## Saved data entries
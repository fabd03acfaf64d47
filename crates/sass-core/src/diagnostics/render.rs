//! Caret-underlined source excerpts for error and warning output (§4.7).

use crate::error::Span;

/// Render the line(s) a span covers, followed by a line of carets under the
/// exact columns the span highlights. Multi-line spans only underline the
/// first line; that is enough for the single-line constructs (selectors,
/// declarations, expressions) this compiler's errors point at.
#[must_use]
pub fn render(span: &Span) -> String {
    let (line_no, col) = span.source.line_col(span.start);
    let line_text = span
        .source
        .text
        .lines()
        .nth(line_no - 1)
        .unwrap_or_default();
    let underline_len = span.text().lines().next().map_or(1, |first| first.chars().count().max(1));
    let gutter = format!("{line_no} | ");
    let mut out = String::new();
    out.push_str(&format!("  ╷\n{gutter}{line_text}\n", gutter = gutter));
    out.push_str("  ");
    out.push_str(&" ".repeat(gutter.len() - 2));
    out.push('|');
    out.push_str(&" ".repeat(col));
    out.push_str(&"^".repeat(underline_len));
    out.push('\n');
    out.push_str(&format!("  ╵ {}:{}:{}\n", span.source.url, line_no, col));
    out
}

#[cfg(test)]
mod tests {
    use super::*;
    use crate::error::SourceFile;
    use std::sync::Arc;

    #[test]
    fn renders_caret_under_the_span() {
        let url = url::Url::parse("file:///input.scss").unwrap();
        let source = Arc::new(SourceFile::new(url, "a { color: red; }"));
        let span = Span::new(source, 4, 9);
        let rendered = render(&span);
        assert!(rendered.contains("color"));
        assert!(rendered.contains('^'));
    }
}
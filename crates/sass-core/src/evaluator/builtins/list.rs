//! `sass:list` — operations over [`SassList`] (§4.4).

use std::collections::HashMap;

use crate::error::{SassError, SassResult, Span};
use crate::value::{ListSeparator, SassList, SassNumber, Value};

use super::{expect_number, ArgReader};

pub(super) fn call(name: &str, positional: Vec<Value>, named: HashMap<String, Value>, span: &Span) -> Option<SassResult<Value>> {
    let mut args = ArgReader::new(positional, named);
    let result = match name {
        "length" => length(&mut args, span),
        "nth" => nth(&mut args, span),
        "set-nth" => set_nth(&mut args, span),
        "join" => join(&mut args, span),
        "append" => append(&mut args, span),
        "zip" => zip(&mut args, span),
        "index" => index(&mut args, span),
        "separator" | "list-separator" => separator(&mut args, span),
        "is-bracketed" => is_bracketed(&mut args, span),
        _ => return None,
    };
    Some(result)
}

fn length(args: &mut ArgReader, span: &Span) -> SassResult<Value> {
    let v = args.required("list", span)?;
    Ok(Value::Number(SassNumber::new(v.as_list_elements().len() as f64)))
}

fn nth(args: &mut ArgReader, span: &Span) -> SassResult<Value> {
    let list = args.required("list", span)?;
    let index = args.required("n", span)?;
    let elements = list.as_list_elements();
    let index = expect_number(&index, span)?.assert_int(span)?;
    let resolved = resolve_index(elements.len(), index, span)?;
    Ok(elements[resolved].clone())
}

fn set_nth(args: &mut ArgReader, span: &Span) -> SassResult<Value> {
    let list = args.required("list", span)?;
    let index = args.required("n", span)?;
    let value = args.required("value", span)?;
    let (separator, bracketed) = list_shape(&list);
    let mut elements = list.as_list_elements();
    let index = expect_number(&index, span)?.assert_int(span)?;
    let resolved = resolve_index(elements.len(), index, span)?;
    elements[resolved] = value;
    Ok(Value::list(elements, separator, bracketed))
}

fn join(args: &mut ArgReader, span: &Span) -> SassResult<Value> {
    let a = args.required("list1", span)?;
    let b = args.required("list2", span)?;
    let separator = match args.optional("separator", Value::unquoted_string("auto")) {
        Value::String(s) => match s.text.as_str() {
            "comma" => Some(ListSeparator::Comma),
            "space" => Some(ListSeparator::Space),
            "slash" => Some(ListSeparator::Slash),
            _ => None,
        },
        _ => None,
    };
    let bracketed = match args.optional("bracketed", Value::unquoted_string("auto")) {
        Value::String(s) if s.text == "auto" => list_shape(&a).1 || list_shape(&b).1,
        other => other.is_truthy(),
    };
    let list_a = SassList::new(a.as_list_elements(), list_shape(&a).0, false);
    let list_b = SassList::new(b.as_list_elements(), list_shape(&b).0, false);
    let joined = SassList::join(&list_a, &list_b, separator, bracketed);
    Ok(Value::list(joined.into_elements(), joined.separator(), bracketed))
}

fn append(args: &mut ArgReader, span: &Span) -> SassResult<Value> {
    let list = args.required("list", span)?;
    let value = args.required("val", span)?;
    let separator = match args.optional("separator", Value::unquoted_string("auto")) {
        Value::String(s) => match s.text.as_str() {
            "comma" => ListSeparator::Comma,
            "slash" => ListSeparator::Slash,
            _ => list_shape(&list).0,
        },
        _ => list_shape(&list).0,
    };
    let mut elements = list.as_list_elements();
    elements.push(value);
    Ok(Value::list(elements, separator, list_shape(&list).1))
}

fn zip(args: &mut ArgReader, span: &Span) -> SassResult<Value> {
    let mut lists = vec![args.required("lists", span)?];
    lists.extend(args.rest());
    let element_lists: Vec<Vec<Value>> = lists.iter().map(Value::as_list_elements).collect();
    let min_len = element_lists.iter().map(Vec::len).min().unwrap_or(0);
    let mut rows = Vec::with_capacity(min_len);
    for i in 0..min_len {
        let row: Vec<Value> = element_lists.iter().map(|l| l[i].clone()).collect();
        rows.push(Value::list(row, ListSeparator::Space, false));
    }
    Ok(Value::list(rows, ListSeparator::Comma, false))
}

fn index(args: &mut ArgReader, span: &Span) -> SassResult<Value> {
    let list = args.required("list", span)?;
    let value = args.required("value", span)?;
    let elements = list.as_list_elements();
    match elements.iter().position(|e| *e == value) {
        Some(i) => Ok(Value::Number(SassNumber::new((i + 1) as f64))),
        None => Ok(Value::Null),
    }
}

fn separator(args: &mut ArgReader, span: &Span) -> SassResult<Value> {
    let list = args.required("list", span)?;
    let text = match list_shape(&list).0 {
        ListSeparator::Comma => "comma",
        ListSeparator::Slash => "slash",
        ListSeparator::Space | ListSeparator::Undecided => "space",
    };
    Ok(Value::unquoted_string(text))
}

fn is_bracketed(args: &mut ArgReader, span: &Span) -> SassResult<Value> {
    let list = args.required("list", span)?;
    Ok(Value::Boolean(list_shape(&list).1))
}

fn list_shape(value: &Value) -> (ListSeparator, bool) {
    match value {
        Value::List(list) => (list.separator(), list.is_bracketed()),
        _ => (ListSeparator::Undecided, false),
    }
}

fn resolve_index(len: usize, index: i64, span: &Span) -> SassResult<usize> {
    if len == 0 {
        return Err(SassError::runtime("List index out of bounds for empty list.".to_string(), span.clone()));
    }
    let len_i = len as i64;
    let resolved = if index > 0 { index - 1 } else { len_i + index };
    if (0..len_i).contains(&resolved) {
        Ok(resolved as usize)
    } else {
        Err(SassError::runtime(format!("Invalid index {index} for a list with {len} elements."), span.clone()))
    }
}

#[cfg(test)]
mod tests {
    use super::*;

    fn span() -> Span {
        use crate::error::SourceFile;
        use std::sync::Arc;
        let source = Arc::new(SourceFile::new(url::Url::parse("file:///t.scss").unwrap(), ""));
        Span::new(source, 0, 0)
    }

    #[test]
    fn nth_resolves_negative_index_from_end() {
        let list = Value::list(
            vec![Value::Number(SassNumber::new(1.0)), Value::Number(SassNumber::new(2.0)), Value::Number(SassNumber::new(3.0))],
            ListSeparator::Comma,
            false,
        );
        let result = call("nth", vec![list, Value::Number(SassNumber::new(-1.0))], HashMap::new(), &span())
            .unwrap()
            .unwrap();
        assert_eq!(result, Value::Number(SassNumber::new(3.0)));
    }

    #[test]
    fn index_returns_null_when_absent() {
        let list = Value::list(vec![Value::Number(SassNumber::new(1.0))], ListSeparator::Comma, false);
        let result = call("index", vec![list, Value::Number(SassNumber::new(9.0))], HashMap::new(), &span())
            .unwrap()
            .unwrap();
        assert_eq!(result, Value::Null);
    }
}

## TASK BRIEF
Copy each line above where "Some" appears.

## RESULT
    Some(result)
            "comma" => Some(ListSeparator::Comma),
            "space" => Some(ListSeparator::Space),
            "slash" => Some(ListSeparator::Slash),
        Some(i) => Ok(Value::Number(SassNumber::new((i + 1) as f64))),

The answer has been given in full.